Esta análise testou a hipótese de que deputados federais evangélicos que foram eleitos em 2018 podem ser identificados com base nas doações recebidas durante a campanha eleitoral, número de votos recebidos e outras características.
O posicionamento político dos deputados foi identificado pelo índice de Power e Silveira-Rodrigues que varia de -1 a 1, onde -1 é mais à esquerda e 1 mais à direita.
A capilaridade é um índice de 0 a 1 que indica quão ampla (sob o ponto de vista geográfico) foi a votação do candidato. Quanto maior o número de zonas eleitorais onde o candidato recebeu votos, maior o índice. Este indicador é a média dos percentis de cada zona eleitoral em que o candidato concorreu.
Criar um modelo explicativo para quantificar o efeito da receita recebida durante a campanha por deputados federais eleitos em 2018 na probabilidade de um deputado federal se autodenominar como evangélico, ajustado pelo número de votos e outras características dos deputados e seus partidos.

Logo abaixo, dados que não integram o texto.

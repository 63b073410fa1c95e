//! Module identity extraction.
//!
//! This module handles recovering package identities from:
//! - Webpack module boundary comments in compiled JS
//! - Source maps (sources array paths)
//!
//! Both parsers hand raw bundler paths to [`resolve_loader_chain`], which maps every
//! `node_modules` reference to a [`Module`].

pub mod sourcemap;
pub mod webpack;

pub use sourcemap::SourceMapParser;
pub use webpack::WebpackCommentParser;

use crate::types::Module;

const NODE_MODULES: &str = "/node_modules/";

/// Resolve a single bundler path to the package that contains it.
///
/// The last `/node_modules/` segment wins, so a dependency nested inside another
/// package resolves to the innermost package. Returns `None` when the path does not
/// point into `node_modules`.
pub fn resolve_module_path(raw: &str) -> Option<Module> {
    let path = match raw.strip_prefix('.') {
        Some(rest) if rest.starts_with("/node_modules") => rest,
        _ => raw,
    };

    let idx = path.rfind(NODE_MODULES)?;
    let after = &path[idx + NODE_MODULES.len()..];

    let mut fragments = after.split('/');
    let first = fragments.next()?;
    let name = if first.starts_with('@') {
        let package = fragments.next().filter(|p| !p.is_empty())?;
        format!("{}/{}", first, package)
    } else {
        first.to_string()
    };

    if name.is_empty() {
        return None;
    }

    let root = format!("{}{}", &path[..idx + NODE_MODULES.len()], name);
    Some(Module::javascript(name, root))
}

/// Resolve every segment of a `!`-separated loader chain.
///
/// Each segment may carry a `?query` suffix, which is dropped before resolution.
/// Segments outside `node_modules` are skipped.
pub fn resolve_loader_chain(raw: &str) -> Vec<Module> {
    raw.split('!')
        .map(|segment| segment.split('?').next().unwrap_or(segment))
        .filter_map(resolve_module_path)
        .collect()
}
//! `npm audit` subprocess runner.

use crate::audit::{parse_report, AuditReport};
use crate::types::{LinkedPkgError, Result};
use std::path::Path;
use std::process::Stdio;
use std::time::Duration;
use tokio::io::AsyncReadExt;
use tokio::process::Command;
use tracing::debug;

/// Runs `npm audit --json` with a deadline.
#[derive(Debug, Clone)]
pub struct NpmAudit {
    program: String,
    timeout: Duration,
}

impl NpmAudit {
    /// Create a runner that gives up after `timeout`.
    pub fn new(timeout: Duration) -> Self {
        Self {
            program: "npm".to_string(),
            timeout,
        }
    }

    /// Audit the project in `root`.
    ///
    /// The child is killed if the deadline passes.
    pub async fn run(&self, root: &Path) -> Result<AuditReport> {
        match tokio::time::timeout(self.timeout, self.exec(root)).await {
            Ok(result) => result,
            Err(_) => Err(LinkedPkgError::AuditTimeout(self.timeout)),
        }
    }

    async fn exec(&self, root: &Path) -> Result<AuditReport> {
        let mut child = Command::new(&self.program)
            .args(["audit", "--json"])
            .current_dir(root)
            .stdin(Stdio::null())
            .stdout(Stdio::piped())
            .stderr(Stdio::null())
            .kill_on_drop(true)
            .spawn()
            .map_err(|e| LinkedPkgError::AuditError(format!("failed to start {}: {}", self.program, e)))?;

        let mut stdout = child
            .stdout
            .take()
            .ok_or_else(|| LinkedPkgError::AuditError("stdout was not captured".to_string()))?;

        // Decoded while the child is still running.
        let decoder = tokio::spawn(async move {
            let mut output = Vec::new();
            stdout.read_to_end(&mut output).await?;
            parse_report(&output)
        });

        let status = child.wait().await?;
        debug!("{} audit exited with {}", self.program, status);

        let report = decoder
            .await
            .map_err(|e| LinkedPkgError::AuditError(format!("decoder task failed: {}", e)))?;

        // npm exits with 1 when it finds vulnerabilities; the report is valid then.
        match report {
            Ok(report) => Ok(report),
            Err(e) if !status.success() => Err(LinkedPkgError::AuditError(format!(
                "{} audit exited with {}: {}",
                self.program, status, e
            ))),
            Err(e) => Err(e),
        }
    }
}

#[cfg(test)]
mod tests {
    use super::*;
    use std::fs;
    use tempfile::TempDir;

    #[cfg(unix)]
    /// Runs `sh audit --json` in `dir`, so the fake audit lives in a file named `audit`.
    fn fake_npm(dir: &Path, script: &str, timeout: Duration) -> NpmAudit {
        fs::write(dir.join("audit"), script).unwrap();
        NpmAudit {
            program: "sh".to_string(),
            timeout,
        }
    }

    #[tokio::test]
    async fn test_missing_program_is_an_error() {
        let audit = NpmAudit {
            program: "linkedpkg-no-such-program".to_string(),
            timeout: Duration::from_secs(5),
        };
        let dir = TempDir::new().unwrap();
        let err = audit.run(dir.path()).await.unwrap_err();
        assert!(matches!(err, LinkedPkgError::AuditError(_)));
    }

    #[cfg(unix)]
    #[tokio::test]
    async fn test_deadline_exceeded() {
        let dir = TempDir::new().unwrap();
        let audit = fake_npm(dir.path(), "sleep 5\n", Duration::from_millis(100));

        let err = audit.run(dir.path()).await.unwrap_err();
        assert!(matches!(err, LinkedPkgError::AuditTimeout(_)));
    }

    #[cfg(unix)]
    #[tokio::test]
    async fn test_failed_exit_with_valid_report() {
        let dir = TempDir::new().unwrap();
        let audit = fake_npm(
            dir.path(),
            "printf '%s' '{\"auditReportVersion\": 2, \"vulnerabilities\": {}}'\nexit 1\n",
            Duration::from_secs(10),
        );

        let report = audit.run(dir.path()).await.unwrap();
        assert_eq!(report.audit_report_version, 2);
        assert!(report.vulnerabilities.is_empty());
    }

    #[cfg(unix)]
    #[tokio::test]
    async fn test_failed_exit_with_garbage_output() {
        let dir = TempDir::new().unwrap();
        let audit = fake_npm(
            dir.path(),
            "echo 'npm ERR! code ENOLOCK'\nexit 1\n",
            Duration::from_secs(10),
        );

        let err = audit.run(dir.path()).await.unwrap_err();
        assert!(matches!(err, LinkedPkgError::AuditError(_)));
    }
}
//! Webpack module boundary comment parser.
//!
//! Development builds of webpack announce every bundled module with a banner like:
//!
//! ```text
//! /*!*****************************************!*\
//!   !*** ./node_modules/vue/dist/vue.esm.js ***!
//!   \*****************************************/
//! ```
//!
//! The parser collects every block comment in the file and keeps only the ones shaped
//! exactly like this banner.

use crate::parser::resolve_loader_chain;
use crate::types::{Module, Result};
use std::collections::BTreeMap;
use std::fs::File;
use std::io::{BufRead, BufReader, Read};
use std::path::Path;
use tracing::{debug, warn};

/// Default upper bound for a single line (bundlers emit very long lines).
pub const DEFAULT_MAX_LINE_BYTES: usize = 1000 * 64 * 1024;

const BANNER_PREFIX: &str = "!**********";

/// Parser for webpack module boundary comments in compiled JS files.
#[derive(Clone)]
pub struct WebpackCommentParser {
    max_line_bytes: usize,
}

impl WebpackCommentParser {
    /// Create a new parser with the default line limit.
    pub fn new() -> Self {
        Self {
            max_line_bytes: DEFAULT_MAX_LINE_BYTES,
        }
    }

    /// Override the maximum accepted line length in bytes.
    pub fn with_max_line_bytes(mut self, max_line_bytes: usize) -> Self {
        self.max_line_bytes = max_line_bytes.max(1);
        self
    }

    /// Parse a compiled JS file and return the linked modules, sorted by name.
    pub fn parse_file(&self, path: &Path) -> Result<Vec<Module>> {
        let file = File::open(path)?;
        let modules = self.parse_reader(BufReader::new(file))?;
        debug!(
            "Extracted {} modules from webpack comments: {}",
            modules.len(),
            path.display()
        );
        Ok(modules)
    }

    /// Parse compiled JS from any buffered reader.
    ///
    /// A line longer than the configured limit ends the scan; whatever was collected
    /// up to that point is still returned.
    pub fn parse_reader<R: BufRead>(&self, mut reader: R) -> Result<Vec<Module>> {
        let mut scanner = CommentScanner::default();
        let mut buf = Vec::new();

        loop {
            buf.clear();
            let limit = self.max_line_bytes as u64 + 1;
            let read = (&mut reader).take(limit).read_until(b'\n', &mut buf)?;
            if read == 0 {
                break;
            }
            if buf.len() > self.max_line_bytes && buf.last() != Some(&b'\n') {
                warn!(
                    "Line exceeds {} bytes, stopping comment scan early",
                    self.max_line_bytes
                );
                break;
            }

            let line = String::from_utf8_lossy(&buf);
            scanner.feed(line.trim_end_matches(['\n', '\r']));
        }

        if scanner.is_inside_comment() {
            debug!("Unterminated block comment at end of file, ignoring it");
        }

        Ok(modules_from_comments(&scanner.finish()))
    }
}

impl Default for WebpackCommentParser {
    fn default() -> Self {
        Self::new()
    }
}

/// Extract module banners from collected comment bodies, deduplicated by name.
fn modules_from_comments(comments: &[String]) -> Vec<Module> {
    let mut by_name: BTreeMap<String, Module> = BTreeMap::new();

    for comment in comments {
        let Some(raw_path) = banner_path(comment) else {
            continue;
        };
        for module in resolve_loader_chain(raw_path) {
            by_name.insert(module.name.clone(), module);
        }
    }

    by_name.into_values().collect()
}

/// Return the module path announced by a banner comment, if this comment is one.
fn banner_path(comment: &str) -> Option<&str> {
    let lines: Vec<&str> = comment.split('\n').collect();
    if lines.len() != 3 || !lines[0].starts_with(BANNER_PREFIX) {
        return None;
    }

    let line = lines[1].trim();
    let line = line.strip_prefix("!*** ").unwrap_or(line);
    let line = line.strip_suffix("***!").unwrap_or(line);
    Some(line.trim())
}

/// Block comment scanner state.
#[derive(Debug, Default)]
enum CommentState {
    #[default]
    Outside,
    /// Inside a comment that started on an earlier line; holds the text seen so far.
    Inside(Vec<String>),
}

/// Line-by-line `/* ... */` extractor.
#[derive(Debug, Default)]
struct CommentScanner {
    state: CommentState,
    comments: Vec<String>,
}

impl CommentScanner {
    /// Consume one line, recording every comment that closes on it.
    fn feed(&mut self, line: &str) {
        let mut rest = line;

        loop {
            match &mut self.state {
                CommentState::Outside => {
                    let Some(start) = rest.find("/*") else {
                        break;
                    };
                    rest = &rest[start + 2..];
                    match rest.find("*/") {
                        Some(end) => {
                            self.comments.push(rest[..end].to_string());
                            rest = &rest[end + 2..];
                        }
                        None => {
                            self.state = CommentState::Inside(vec![rest.to_string()]);
                            break;
                        }
                    }
                }
                CommentState::Inside(pending) => match rest.find("*/") {
                    Some(end) => {
                        pending.push(rest[..end].to_string());
                        let text = pending.join("\n");
                        self.comments.push(text);
                        self.state = CommentState::Outside;
                        rest = &rest[end + 2..];
                    }
                    None => {
                        pending.push(rest.to_string());
                        break;
                    }
                },
            }
        }
    }

    fn is_inside_comment(&self) -> bool {
        matches!(self.state, CommentState::Inside(_))
    }

    /// Completed comment bodies; an unterminated trailing comment is dropped.
    fn finish(self) -> Vec<String> {
        self.comments
    }
}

Base de dados recebida contendo características dos deputados federais eleitos em 2018. Todas as variáveis da tabela de dados analíticos foram identificadas de acordo com as descrições das variáveis, e os valores foram identificados de acordo com o dicionário de dados providenciado. Estas identificações possibilitarão a criação de tabelas de resultados com qualidade de produção final.
A classificação dos deputados como pertencendo ou à classe evangélica foi estabelecida por autodenominação, isto é, foram considerados evangélicos os deputados que se autodenominaram como tal.

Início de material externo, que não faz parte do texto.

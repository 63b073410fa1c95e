//! Core types and errors for package discovery and license resolution.

use serde::{Deserialize, Serialize};
use std::fmt;
use std::time::Duration;
use thiserror::Error;

/// Errors that can occur while discovering packages or resolving their metadata.
#[derive(Error, Debug)]
pub enum LinkedPkgError {
    #[error("IO error: {0}")]
    IoError(#[from] std::io::Error),

    #[error("JSON parse error: {0}")]
    JsonError(#[from] serde_json::Error),

    #[error("lang {0} is not supported")]
    UnsupportedEcosystem(Ecosystem),

    #[error("author not determined")]
    AuthorNotDetermined,

    #[error("license file missing")]
    LicenseFileMissing,

    #[error("Invalid package.json: {0}")]
    InvalidManifest(String),

    #[error("npm audit failed: {0}")]
    AuditError(String),

    #[error("npm audit did not finish within {0:?}")]
    AuditTimeout(Duration),
}

pub type Result<T> = std::result::Result<T, LinkedPkgError>;

/// Source ecosystem of a module; selects the metadata resolver.
#[derive(Debug, Clone, Copy, Serialize, Deserialize, PartialEq, Eq, Hash, PartialOrd, Ord)]
pub enum Ecosystem {
    #[serde(rename = "js")]
    JavaScript,
}

impl fmt::Display for Ecosystem {
    fn fmt(&self, f: &mut fmt::Formatter<'_>) -> fmt::Result {
        match self {
            Ecosystem::JavaScript => f.write_str("js"),
        }
    }
}

/// A package linked into a compiled artifact.
///
/// `name` and `path` come from the bundle parsers. The remaining fields stay empty
/// until the metadata resolver fills them in.
#[derive(Debug, Clone, Serialize, PartialEq, Eq)]
pub struct Module {
    pub ecosystem: Ecosystem,
    /// Package name (e.g., "@babel/runtime" or "trim").
    pub name: String,
    /// Package root relative to the project root (e.g., "/node_modules/trim").
    pub path: String,
    pub author: String,
    pub license_name: String,
    pub license_content: String,
    pub version: String,
}

impl Module {
    /// Create a JavaScript module with empty metadata.
    pub fn javascript(name: impl Into<String>, path: impl Into<String>) -> Self {
        Self {
            ecosystem: Ecosystem::JavaScript,
            name: name.into(),
            path: path.into(),
            author: String::new(),
            license_name: String::new(),
            license_content: String::new(),
            version: String::new(),
        }
    }

    /// Create a module for a package installed directly under the project's `node_modules`.
    pub fn installed(name: &str) -> Self {
        Self::javascript(name, format!("/node_modules/{}", name))
    }
}

/// Modules sharing the exact same author and license name.
#[derive(Debug, Clone, Serialize, PartialEq, Eq)]
pub struct GroupedModule {
    pub author: String,
    pub license: String,
    pub modules: Vec<Module>,
}

#[cfg(test)]
mod tests {
    use super::*;

    #[test]
    fn test_installed_module_path() {
        let module = Module::installed("@vercel/ncc");
        assert_eq!(module.ecosystem, Ecosystem::JavaScript);
        assert_eq!(module.name, "@vercel/ncc");
        assert_eq!(module.path, "/node_modules/@vercel/ncc");
        assert!(module.version.is_empty());
    }

    #[test]
    fn test_ecosystem_tag() {
        assert_eq!(Ecosystem::JavaScript.to_string(), "js");
        assert_eq!(
            serde_json::to_string(&Ecosystem::JavaScript).unwrap(),
            "\"js\""
        );
    }

    #[test]
    fn test_module_serializes_with_ecosystem_tag() {
        let json = serde_json::to_value(Module::installed("trim")).unwrap();
        assert_eq!(json["ecosystem"], "js");
        assert_eq!(json["path"], "/node_modules/trim");
    }

    #[test]
    fn test_unsupported_ecosystem_message() {
        let err = LinkedPkgError::UnsupportedEcosystem(Ecosystem::JavaScript);
        assert_eq!(err.to_string(), "lang js is not supported");
    }
}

Foram feitos ajustes de escala em variáveis para facilitar a interpretação das estimativas da análise de regressão. O número de votos foi padronizado em votos por 100 mil, a capilaridade foi padronizada em faixas de 10% e a Receita total em milhões de reais.
O desfecho primário está definido como a probabilidade de deputados se autodenominarem evangélicos explicada pela receita total recebida.
As seguintes características dos deputados federais foram consideradas para inclusão na análise: Número de votos recebidos, posicionamento político, capilaridade, a unidade da federação, o partido (sigla), o sexo e se é o primeiro mandato. As seguintes características dos partidos foram consideradas para inclusão na análise: decil do número de deputados eleitos e decil do número de filiados.
As receitas discriminadas em suas diversas origens não foram consideradas na análise, devido à baixa representatividade de valores em suas distribuições (figura A1).
As características dos deputados foram descritas, por estado, como média (DP)
ou frequência e proporção (%), conforme apropriado. As distribuições foram sumarizadas em tabelas e visualizadas em gráficos exploratórios.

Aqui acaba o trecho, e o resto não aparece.